Mama menarik nafas panjang, melihat daddy lalu geleng-geleng kepala. Tristan Mikail kalau sudah berurusan dengan anaknya memang keduanya bisa jadi sangat menyebalkan. Mama memilih tidak menjawab apa-apa dan memasukkan seluruh bumbu yang akan ia tumis. Selama itu pula daddy masih saja sangat lengket dengan mama. Ara mendengus. Huh! Dasar daddy, mau menyombongkan diri kalau bisa begitu mesranya dengan mama. Dia pikir Ara tidak bisa apa! Lihat saja nanti kalau Ara sudah nikah.

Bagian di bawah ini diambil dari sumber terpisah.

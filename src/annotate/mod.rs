//! Overlay compositing: watermark, timestamp and copyright burned into the raster.

mod bitmap;
mod composite;
mod font;
mod text;

pub use bitmap::BitmapFont;
pub use font::{FontChoice, OverlayFont, SYSTEM_FONT_CANDIDATES};
pub use text::{ScalableFont, TextBrushRgba8};

use crate::{assets::ImageAsset, foundation::core::Rgb8};

/// Size substituted when a text cannot be measured.
pub const FALLBACK_TEXT_SIZE: TextSize = TextSize {
    width: 100,
    height: 15,
};

/// Distance of the watermark (and the timestamp baseline row) from the bottom
/// and right edges.
pub const WATERMARK_MARGIN: i64 = 15;
/// Distance of the copyright notice and the timestamp from the left/top edges.
pub const EDGE_MARGIN: i64 = 10;

pub const TIMESTAMP_FORMAT: &str = "%Y-%m-%d %H:%M";

#[derive(Clone, Copy, Debug, PartialEq, Eq)]
pub struct TextSize {
    pub width: u32,
    pub height: u32,
}

/// Everything drawn on one request's raster.
#[derive(Clone, Debug, PartialEq)]
pub struct OverlaySpec {
    pub watermark: String,
    pub copyright: String,
    pub timestamp: String,
    pub font: FontChoice,
    pub text_color: Rgb8,
    pub shadow_color: Rgb8,
    /// Shadow displacement from the main copy, `(dx, dy)`.
    pub shadow_offset: (i32, i32),
}

impl OverlaySpec {
    /// Default styling with the timestamp taken from `now`.
    pub fn new<Tz>(
        watermark: impl Into<String>,
        copyright: impl Into<String>,
        now: &chrono::DateTime<Tz>,
    ) -> Self
    where
        Tz: chrono::TimeZone,
        Tz::Offset: std::fmt::Display,
    {
        Self {
            watermark: watermark.into(),
            copyright: copyright.into(),
            timestamp: now.format(TIMESTAMP_FORMAT).to_string(),
            font: FontChoice::default(),
            text_color: Rgb8::WHITE,
            shadow_color: Rgb8::BLACK,
            shadow_offset: (1, 1),
        }
    }
}

/// Top-left corners of the main copies.
#[derive(Clone, Copy, Debug, PartialEq, Eq)]
pub struct Placement {
    pub watermark: (i64, i64),
    pub timestamp: (i64, i64),
    pub copyright: (i64, i64),
}

/// Watermark hugs the bottom-right corner; the timestamp shares its row at the
/// left edge; the copyright sits top-left.
pub fn place(width: u32, height: u32, watermark: TextSize) -> Placement {
    let row = i64::from(height) - i64::from(watermark.height) - WATERMARK_MARGIN;
    Placement {
        watermark: (
            i64::from(width) - i64::from(watermark.width) - WATERMARK_MARGIN,
            row,
        ),
        timestamp: (EDGE_MARGIN, row),
        copyright: (EDGE_MARGIN, EDGE_MARGIN),
    }
}

/// Burns overlays into rasters. Keeps the last loaded font so repeated requests
/// with the same [`FontChoice`] do not reload it.
#[derive(Debug, Default)]
pub struct Annotator {
    loaded: Option<(FontChoice, OverlayFont)>,
}

impl Annotator {
    pub fn new() -> Self {
        Self::default()
    }

    /// Use `font` whenever an [`OverlaySpec`] asks for `choice`, without touching disk.
    pub fn with_font(choice: FontChoice, font: OverlayFont) -> Self {
        Self {
            loaded: Some((choice, font)),
        }
    }

    /// Draw the three overlays. Never fails: font and measurement problems
    /// degrade to the bitmap font and [`FALLBACK_TEXT_SIZE`].
    pub fn annotate(&mut self, image: &mut ImageAsset, spec: &OverlaySpec) -> Placement {
        let font = self.font_for(&spec.font);

        let watermark_size = measure_or_fallback(font, &spec.watermark);
        let timestamp_size = measure_or_fallback(font, &spec.timestamp);
        let copyright_size = measure_or_fallback(font, &spec.copyright);
        tracing::debug!(
            ?watermark_size,
            ?timestamp_size,
            ?copyright_size,
            scalable = font.is_scalable(),
            "measured overlays"
        );

        let placement = place(image.width(), image.height(), watermark_size);
        let (dx, dy) = (
            i64::from(spec.shadow_offset.0),
            i64::from(spec.shadow_offset.1),
        );

        let pixels = image.pixels_mut();
        for (text, (x, y)) in [
            (&spec.watermark, placement.watermark),
            (&spec.timestamp, placement.timestamp),
            (&spec.copyright, placement.copyright),
        ] {
            if text.is_empty() {
                continue;
            }
            font.draw(pixels, x + dx, y + dy, text, spec.shadow_color);
            font.draw(pixels, x, y, text, spec.text_color);
        }

        placement
    }

    fn font_for(&mut self, choice: &FontChoice) -> &mut OverlayFont {
        let stale = !matches!(&self.loaded, Some((loaded, _)) if loaded == choice);
        if stale {
            self.loaded = None;
        }
        let (_, font) = self
            .loaded
            .get_or_insert_with(|| (choice.clone(), OverlayFont::load(choice)));
        font
    }
}

fn measure_or_fallback(font: &mut OverlayFont, text: &str) -> TextSize {
    match font.measure(text) {
        Some((width, height)) => TextSize { width, height },
        None => FALLBACK_TEXT_SIZE,
    }
}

Akan Ara tunjukkan di depan muka daddy.
Saking hikmad-nya melamun Ara sampai tidak sadar penggorengannya sudah diisi minyak oleh mama, minyak-minyak itu memuncrat dan mengenai tangan Ara. "Awww!." Ara memekik terkejut, bersamaan dengan itu sosok Dante di depan sana akan memasuki pantry, begitu melihat Ara Dante langsung cepat-cepat berlari dan menjangkau tubuh Ara. Reflek Dante masih lebih cepat ketimbang daddy, daddy saking cemasnya sampai hanya mampu membatu, melihat anaknya di tangani Dante.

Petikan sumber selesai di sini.